§ Task instructions: Nothing other than the lines from the one containing "loop stopped after" through the last line of the data below should be output, each reproduced exactly.
○ ○ ○ ○
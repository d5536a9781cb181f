//! Tumble Audio - sound cues
//!
//! A cue is a single preloaded sound that can be rewound, given a volume and
//! started again. Starting a cue that is still playing restarts it from the
//! requested position; cues never overlap with themselves.
//!
//! # Example
//!
//! ```ignore
//! use tumble_audio::prelude::*;
//!
//! let output = AudioOutput::open()?;
//! let mut hit = output.load_cue("assets/sounds/hit.mp3")?;
//!
//! hit.set_volume(0.4);
//! hit.set_playback_position(0.0);
//! hit.play()?;
//! ```

pub mod cue;
pub mod system;

pub mod prelude {
    pub use crate::cue::{AudioCue, CueLog, CuePlayback, MutedCue, RecordingCue};
    pub use crate::system::{AudioError, AudioOutput, SampleCue};
}

pub use prelude::*;
//! Appearance factory: materials for spawned objects and the floor

use rand::Rng;
use rand_chacha::ChaCha8Rng;
use std::sync::Arc;
use tumble_render::{Color, EnvironmentMap, StandardMaterial};

/// Palette spawned objects draw their color from
pub const PALETTE: [[u8; 3]; 7] = [
    [0xE6, 0x39, 0x46], // red
    [0x45, 0x7B, 0x9D], // blue
    [0x1D, 0x35, 0x57], // dark blue
    [0xF1, 0xFA, 0xEE], // off-white
    [0xA8, 0xDA, 0xDC], // light blue
    [0xFF, 0xB7, 0x03], // yellow
    [0xFB, 0x85, 0x00], // orange
];

/// Floor color
pub const FLOOR_COLOR: [u8; 3] = [0x77, 0x77, 0x77];

pub const METALNESS: f32 = 0.3;
pub const ROUGHNESS: f32 = 0.4;
pub const ENV_MAP_INTENSITY: f32 = 0.5;

/// Produces materials sharing one environment map
pub struct AppearanceFactory {
    env_map: Arc<EnvironmentMap>,
    palette: Vec<Color>,
    rng: ChaCha8Rng,
}

impl AppearanceFactory {
    pub fn new(env_map: EnvironmentMap, rng: ChaCha8Rng) -> Self {
        Self {
            env_map: Arc::new(env_map),
            palette: PALETTE.iter().map(|&[r, g, b]| Color::from_rgb8(r, g, b)).collect(),
            rng,
        }
    }

    /// The shared environment map
    pub fn env_map(&self) -> &Arc<EnvironmentMap> {
        &self.env_map
    }

    pub fn palette(&self) -> &[Color] {
        &self.palette
    }

    /// Material with a palette color picked uniformly at random
    pub fn random_material(&mut self) -> StandardMaterial {
        let color = self.palette[self.rng.gen_range(0..self.palette.len())];
        self.material(color)
    }

    /// Material for the floor
    pub fn floor_material(&self) -> StandardMaterial {
        let [r, g, b] = FLOOR_COLOR;
        self.material(Color::from_rgb8(r, g, b))
    }

    fn material(&self, color: Color) -> StandardMaterial {
        StandardMaterial::new(color)
            .with_metalness(METALNESS)
            .with_roughness(ROUGHNESS)
            .with_env_map(self.env_map.clone(), ENV_MAP_INTENSITY)
    }
}
//! Contact material shared by all colliders

use rapier3d::prelude as rapier;
use serde::{Deserialize, Serialize};

/// Friction and restitution applied when two bodies touch.
///
/// The world holds exactly one of these and stamps it onto every collider,
/// so every body-body pair resolves with the same coefficients.
#[derive(Debug, Clone, Copy, PartialEq, Serialize, Deserialize)]
#[serde(default)]
pub struct PhysicsMaterial {
    /// Friction coefficient (0 = frictionless)
    pub friction: f32,
    /// Restitution/bounciness (0 = no bounce, 1 = perfect bounce)
    pub restitution: f32,
    /// How friction is combined between two colliders
    pub friction_combine: CombineRule,
    /// How restitution is combined between two colliders
    pub restitution_combine: CombineRule,
}

impl Default for PhysicsMaterial {
    fn default() -> Self {
        Self {
            friction: 0.1,
            restitution: 0.7,
            friction_combine: CombineRule::Average,
            restitution_combine: CombineRule::Average,
        }
    }
}

/// Rule for combining material properties
#[derive(Debug, Clone, Copy, PartialEq, Eq, Default, Serialize, Deserialize)]
#[serde(rename_all = "lowercase")]
pub enum CombineRule {
    /// Use the average of both values
    #[default]
    Average,
    /// Use the minimum value
    Min,
    /// Use the maximum value
    Max,
    /// Multiply the values
    Multiply,
}

impl From<CombineRule> for rapier::CoefficientCombineRule {
    fn from(rule: CombineRule) -> Self {
        match rule {
            CombineRule::Average => rapier::CoefficientCombineRule::Average,
            CombineRule::Min => rapier::CoefficientCombineRule::Min,
            CombineRule::Max => rapier::CoefficientCombineRule::Max,
            CombineRule::Multiply => rapier::CoefficientCombineRule::Multiply,
        }
    }
}

#[cfg(test)]
mod tests {
    use super::*;

    #[test]
    fn test_default_material() {
        let material = PhysicsMaterial::default();
        assert_eq!(material.friction, 0.1);
        assert_eq!(material.restitution, 0.7);
        assert_eq!(material.restitution_combine, CombineRule::Average);
    }

    #[test]
    fn test_combine_rule_maps_to_rapier() {
        assert_eq!(
            rapier::CoefficientCombineRule::from(CombineRule::Min),
            rapier::CoefficientCombineRule::Min
        );
        assert_eq!(
            rapier::CoefficientCombineRule::from(CombineRule::Multiply),
            rapier::CoefficientCombineRule::Multiply
        );
    }
}
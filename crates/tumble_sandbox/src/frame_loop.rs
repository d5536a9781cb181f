//! Frame loop
//!
//! Each frame: apply pending control commands, step the physics world by
//! the wall-clock delta, copy body poses onto meshes, update the orbit
//! controls and render. The loop ends on cancellation, a `quit` command or
//! the configured frame cap.

use crate::config::SandboxConfig;
use crate::control::{self, ControlCommand};
use crate::error::Result;
use crate::session::Session;
use crossbeam_channel::{Receiver, TryRecvError};
use glam::Vec3;
use std::sync::atomic::{AtomicBool, Ordering};
use std::sync::Arc;
use std::time::{Duration, Instant};
use tumble_render::{FrameStats, OrbitControls, PerspectiveCamera, Renderer, Viewport};

/// Shared stop flag
#[derive(Debug, Clone, Default)]
pub struct CancellationToken(Arc<AtomicBool>);

impl CancellationToken {
    pub fn new() -> Self {
        Self::default()
    }

    pub fn cancel(&self) {
        self.0.store(true, Ordering::SeqCst);
    }

    pub fn is_cancelled(&self) -> bool {
        self.0.load(Ordering::SeqCst)
    }
}

/// Timing of one frame
#[derive(Debug, Clone, Copy, PartialEq)]
pub struct FrameTime {
    /// Frame number, starting at 1
    pub frame: u64,
    /// Seconds since the first frame
    pub elapsed: f32,
    /// Seconds since the previous frame; zero on the first frame
    pub delta: f32,
}

/// Wall clock producing per-frame deltas
#[derive(Debug, Default)]
pub struct FrameClock {
    start: Option<Instant>,
    last: Option<Instant>,
    frame: u64,
}

impl FrameClock {
    pub fn new() -> Self {
        Self::default()
    }

    /// Mark the start of a frame
    pub fn tick(&mut self) -> FrameTime {
        self.tick_at(Instant::now())
    }

    /// Mark the start of a frame at `now`
    pub fn tick_at(&mut self, now: Instant) -> FrameTime {
        let start = *self.start.get_or_insert(now);
        let delta = self
            .last
            .map(|last| now.saturating_duration_since(last).as_secs_f32())
            .unwrap_or(0.0);
        self.last = Some(now);
        self.frame += 1;

        FrameTime {
            frame: self.frame,
            elapsed: now.saturating_duration_since(start).as_secs_f32(),
            delta,
        }
    }
}

/// Why the loop stopped
#[derive(Debug, Clone, Copy, PartialEq, Eq)]
pub enum LoopExit {
    Cancelled,
    Quit,
    FrameLimit,
}

/// What one frame did
#[derive(Debug, Clone, Copy, Default, PartialEq)]
pub struct FrameReport {
    /// Internal physics steps taken
    pub substeps: u32,
    pub render: FrameStats,
}

/// Drives a session frame by frame
pub struct FrameLoop<R: Renderer> {
    session: Session,
    camera: PerspectiveCamera,
    controls: OrbitControls,
    renderer: R,
    viewport: Viewport,
    clock: FrameClock,
    commands: Option<Receiver<ControlCommand>>,
    token: CancellationToken,
    max_frames: Option<u64>,
    target_fps: u32,
    frames: u64,
}

impl<R: Renderer> FrameLoop<R> {
    pub fn new(
        session: Session,
        camera: PerspectiveCamera,
        controls: OrbitControls,
        renderer: R,
        viewport: Viewport,
    ) -> Self {
        let mut frame_loop = Self {
            session,
            camera,
            controls,
            renderer,
            viewport,
            clock: FrameClock::new(),
            commands: None,
            token: CancellationToken::new(),
            max_frames: None,
            target_fps: 0,
            frames: 0,
        };
        frame_loop.resize(viewport.width, viewport.height, viewport.device_pixel_ratio);
        frame_loop
    }

    /// Build camera, controls and viewport from `config`
    pub fn from_config(session: Session, config: &SandboxConfig, renderer: R) -> Self {
        let display = &config.display;
        let viewport = Viewport::new(display.width, display.height, display.device_pixel_ratio);

        let camera_config = &config.camera;
        let mut camera = PerspectiveCamera::new(
            camera_config.fov,
            viewport.aspect(),
            camera_config.near,
            camera_config.far,
        )
        .with_position(Vec3::from_array(camera_config.position));
        camera.look_at(Vec3::ZERO, Vec3::Y);

        let mut controls = OrbitControls::new(&camera, Vec3::ZERO);
        if camera_config.damping > 0.0 {
            controls = controls.with_damping(camera_config.damping);
        }

        let mut frame_loop = Self::new(session, camera, controls, renderer, viewport);
        frame_loop.max_frames = display.max_frames;
        frame_loop.target_fps = display.target_fps;
        frame_loop
    }

    /// Receive control commands from `commands`
    pub fn with_commands(mut self, commands: Receiver<ControlCommand>) -> Self {
        self.commands = Some(commands);
        self
    }

    /// Stop when `token` is cancelled
    pub fn with_cancellation(mut self, token: CancellationToken) -> Self {
        self.token = token;
        self
    }

    /// Stop after `frames` frames
    pub fn with_max_frames(mut self, frames: Option<u64>) -> Self {
        self.max_frames = frames;
        self
    }

    /// Pace frames to `fps`; 0 runs unpaced
    pub fn with_target_fps(mut self, fps: u32) -> Self {
        self.target_fps = fps;
        self
    }

    /// Update camera aspect, viewport and renderer for a new surface size
    pub fn resize(&mut self, width: u32, height: u32, device_pixel_ratio: f32) {
        self.viewport = Viewport::new(width, height, device_pixel_ratio);
        self.camera.set_aspect(self.viewport.aspect());
        self.renderer.resize(self.viewport);
    }

    /// Run one frame with an explicit delta
    pub fn advance(&mut self, delta: f32) -> Result<FrameReport> {
        let substeps = self.session.step(delta);
        self.session.sync()?;
        self.controls.update(&mut self.camera);
        let render = self.renderer.render(self.session.scene(), &self.camera)?;
        self.frames += 1;
        Ok(FrameReport { substeps, render })
    }

    /// Apply pending commands, then run one frame on the wall clock.
    ///
    /// Returns `Some` when the loop should stop.
    pub fn tick(&mut self) -> Result<Option<LoopExit>> {
        if self.drain_commands()? {
            return Ok(Some(LoopExit::Quit));
        }

        let time = self.clock.tick();
        let report = self.advance(time.delta)?;

        if time.frame % 300 == 1 {
            log::info!(
                "Frame {}: {} objects, {} awake, {} substeps, {:.1}s",
                time.frame,
                self.session.registry().len(),
                self.session.physics().active_body_count(),
                report.substeps,
                time.elapsed
            );
        }
        Ok(None)
    }

    /// Run until cancelled, quit or out of frames
    pub fn run(&mut self) -> Result<LoopExit> {
        let frame_time = (self.target_fps > 0)
            .then(|| Duration::from_secs_f64(1.0 / f64::from(self.target_fps)));
        log::info!("Frame loop started");

        let exit = loop {
            if self.token.is_cancelled() {
                break LoopExit::Cancelled;
            }
            if self.max_frames.is_some_and(|max| self.frames >= max) {
                break LoopExit::FrameLimit;
            }

            let started = Instant::now();
            if let Some(exit) = self.tick()? {
                break exit;
            }

            if let Some(frame_time) = frame_time {
                let elapsed = started.elapsed();
                if elapsed < frame_time {
                    std::thread::sleep(frame_time - elapsed);
                }
            }
        };

        log::info!("Frame loop stopped after {} frames ({:?})", self.frames, exit);
        Ok(exit)
    }

    /// Apply queued commands. Returns true on quit.
    fn drain_commands(&mut self) -> Result<bool> {
        let Some(commands) = &self.commands else {
            return Ok(false);
        };

        let mut pending = Vec::new();
        let mut disconnected = false;
        loop {
            match commands.try_recv() {
                Ok(command) => pending.push(command),
                Err(TryRecvError::Empty) => break,
                Err(TryRecvError::Disconnected) => {
                    disconnected = true;
                    break;
                }
            }
        }
        if disconnected {
            log::debug!("Control input closed");
            self.commands = None;
        }

        for command in pending {
            let outcome = control::execute(&mut self.session, command)?;
            for line in &outcome.lines {
                log::info!("{}", line);
            }
            if outcome.quit {
                return Ok(true);
            }
        }
        Ok(false)
    }

    pub fn session(&self) -> &Session {
        &self.session
    }

    pub fn camera(&self) -> &PerspectiveCamera {
        &self.camera
    }

    pub fn renderer(&self) -> &R {
        &self.renderer
    }

    pub fn viewport(&self) -> Viewport {
        self.viewport
    }

    /// Frames run so far
    pub fn frame_count(&self) -> u64 {
        self.frames
    }
}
○ ○ ○ ○
§ Response:
        log::info!("Frame loop stopped after {} frames ({:?})", self.frames, exit);
        Ok(exit)
    }

    /// Apply queued commands. Returns true on quit.
    fn drain_commands(&mut self) -> Result<bool> {
        let Some(commands) = &self.commands else {
            return Ok(false);
        };

        let mut pending = Vec::new();
        let mut disconnected = false;
        loop {
            match commands.try_recv() {
                Ok(command) => pending.push(command),
                Err(TryRecvError::Empty) => break,
                Err(TryRecvError::Disconnected) => {
                    disconnected = true;
                    break;
                }
            }
        }
        if disconnected {
            log::debug!("Control input closed");
            self.commands = None;
        }

        for command in pending {
            let outcome = control::execute(&mut self.session, command)?;
            for line in &outcome.lines {
                log::info!("{}", line);
            }
            if outcome.quit {
                return Ok(true);
            }
        }
        Ok(false)
    }

    pub fn session(&self) -> &Session {
        &self.session
    }

    pub fn camera(&self) -> &PerspectiveCamera {
        &self.camera
    }

    pub fn renderer(&self) -> &R {
        &self.renderer
    }

    pub fn viewport(&self) -> Viewport {
        self.viewport
    }

    /// Frames run so far
    pub fn frame_count(&self) -> u64 {
        self.frames
    }
}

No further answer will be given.